Iran kreunt onder de coronacrisis: ‘Ongetwijfeld een straf van God’

Jeroen Zuallaert

Weinig landen zijn zwaarder getroffen door Covid-19 dan Iran. De epidemie verhoogt de druk op het krasselende Iraanse regime.

De beelden waren onmiddellijk goed voor het jaaroverzicht. Iraj Harirchi, Iraans onderminister van Volksgezondheid, verkondigde op 24 februari dat de overheid de epidemie onder controle had. Beschuldigingen dat de Iraanse overheid valse cijfers verspreidt over het aantal positieve gevallen, deed Harirchi af als nonsens. Nog geen dag later moest Harirchi erkennen dat hij in quarantaine was gegaan nadat hij positief had getest op het virus.

Iran is, na China en Italië, het land dat het hardst getroffen is door het coronavirus. Volgens de officiële cijfers telt Iran al meer dan 12.000 besmettingen en werd de ziekte meer dan 600 Iraniërs fataal. Begin maart al circuleerden beelden over mortuaria die de toevloed van overledenen niet meer aankonden. Het aantal besmettingen ligt vermoedelijk veel hoger, aangezien de Iraanse overheid nog steeds niet uitgebreid test.

Bovendien is de overheidsreactie in Iran tergend langzaam. Twee dagen na de eerste coronadoden hield Iran nog parlementaire verkiezingen.

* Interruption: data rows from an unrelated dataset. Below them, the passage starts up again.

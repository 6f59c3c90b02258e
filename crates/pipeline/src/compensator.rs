//! Failure branch of an orchestration run.
//!
//! Each step is independent and best-effort: a failed status write does not
//! stop artifact cleanup or the FAILED notice. The original upload is kept
//! for diagnosis and explicit retry.

use std::sync::Arc;

use unplugd_core::job_events::PushMessage;
use unplugd_core::job_status::JobStatus;
use unplugd_core::storage_keys::output_prefix;
use unplugd_core::types::JobId;
use unplugd_db::models::job::{JobField, StatusUpdate};
use unplugd_db::{JobStore, StoreError};
use unplugd_events::NotificationDispatcher;

use crate::object_store::ObjectStore;
use crate::task::StageError;

/// What the compensator managed to do.
#[derive(Debug, Clone, Copy, Default, PartialEq, Eq)]
pub struct CompensationReport {
    pub status_written: bool,
    pub artifacts_removed: usize,
    pub notified_connections: usize,
}

pub struct FailureCompensator {
    jobs: Arc<dyn JobStore>,
    objects: Arc<dyn ObjectStore>,
    dispatcher: Arc<NotificationDispatcher>,
    output_bucket: String,
}

impl FailureCompensator {
    pub fn new(
        jobs: Arc<dyn JobStore>,
        objects: Arc<dyn ObjectStore>,
        dispatcher: Arc<NotificationDispatcher>,
        output_bucket: impl Into<String>,
    ) -> Self {
        Self {
            jobs,
            objects,
            dispatcher,
            output_bucket: output_bucket.into(),
        }
    }

    /// Mark the job FAILED, remove partial artifacts and push a FAILED notice.
    pub async fn compensate(
        &self,
        owner_id: &str,
        job_id: JobId,
        error: &StageError,
    ) -> CompensationReport {
        let mut report = CompensationReport::default();
        let error_message = error.to_string();

        let update = StatusUpdate::new(JobStatus::Failed)
            .expecting(&[JobStatus::Processing])
            .error_message(error_message.clone())
            .clear(JobField::Stage)
            .clear(JobField::ArtifactLocations);

        match self.jobs.update_status(owner_id, job_id, update).await {
            Ok(_) => report.status_written = true,
            Err(StoreError::NotFound { .. }) => {
                tracing::info!(owner_id, job_id = %job_id, "Job deleted mid-run, FAILED not recorded");
            }
            Err(e) => {
                tracing::error!(owner_id, job_id = %job_id, error = %e, "Failed to record FAILED status");
            }
        }

        let prefix = output_prefix(owner_id, job_id);
        match self.objects.delete_prefix(&self.output_bucket, &prefix).await {
            Ok(n) => report.artifacts_removed = n,
            Err(e) => {
                tracing::warn!(
                    owner_id,
                    job_id = %job_id,
                    prefix = %prefix,
                    error = %e,
                    "Failed to remove partial artifacts"
                );
            }
        }

        let notice = PushMessage::Failed {
            job_id,
            error: error_message,
        };
        report.notified_connections = self.dispatcher.notify(owner_id, &notice).await.delivered;

        tracing::info!(
            owner_id,
            job_id = %job_id,
            error_class = %error.class,
            status_written = report.status_written,
            artifacts_removed = report.artifacts_removed,
            "Job failed"
        );

        report
    }
}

Vermoedelijk hebben die bijeenkomsten de verspreiding van het virus in de hand gewerkt. Zelfs na Harirchi’s bekentenis bleef president Hassan Rouhani opperen dat het virus een biologisch wapen zou kunnen zijn dat erop uit is de Iraanse economie te schaden. Ook Hadi al-Modarresi, een van de belangrijkste sjiitische schriftgeleerden in Irak, verspreidde aanvankelijk de boodschap dat corona ‘ongetwijfeld een straf van God’ was, als vergelding voor de manier waarop China zijn moslimminderheid behandelt. Ook Al-Modarresi is ondertussen besmet.

Op ideologisch vlak is het virus een nachtmerrie voor het regime: een aanzienlijk deel van de verspreiding gebeurde op religieuze plekken.

Door de Amerikaanse sancties loopt Iran op technologisch en medisch vlak achter. Dat maakt het land bijzonder afhankelijk van China, dat het gros van de technologische producten voor de Iraanse markt levert. Door die afhankelijkheid is het voor Teheran bijzonder moeilijk om de grenzen met China te sluiten. Tot eind februari bleef Iran ook mondmaskers exporteren naar China.

Katoenbal tegen de anus

Het coronavirus is de grootste bedreiging voor het Iraanse regime in jaren. Die bedreiging is ten dele letterlijk: de bestuurlijke elite in Iran is relatief oud, en dus bijzonder kwetsbaar voor het virus. Verschillende parlementsleden en bestuurders, onder wie een topadviseur van Ali Khamenei, zijn al door Covid-19 overleden. Het virus vergroot ook de onvrede bij de bevolking, die ziet hoe het regime er niet in slaagt de pandemie onder controle te krijgen. Dat komt boven op de frustraties over de torenhoge inflatie en krimpende economie, en de woede over het vliegtuig dat het regime in januari neerhaalde, waarbij 176 passagiers om het leven kwamen.

Op ideologisch vlak is het virus een nachtmerrie voor het regime. Zo gebeurde een aanzienlijk deel van de verspreiding op religieuze plekken. Omwille van die religieuze geladenheid aarzelde het theocratische regime aanvankelijk om op te treden en te desinfecteren. Omdat Iran door de sancties moeilijker aan medicijnen en medische apparatuur raakt, hebben de ayatollahs de voorbije jaren islamitische geneeskunde gepromoot als de échte, door God geïnspireerde manier van genezen. Abbas Tabrizian, de zelfverklaarde ‘vader der islamitische geneeskunde’, raadde zijn volgelingen bijvoorbeeld aan corona te bestrijden door een in violetolie gedrenkte katoenbal tegen de anus te wrijven.

Op 20 maart vieren Iraniërs Nowruz, het feest waarbij mensen met de familie Perzisch Nieuwjaar vieren. Het valt te vrezen dat de epidemie de komende weken dus nog zal verergeren.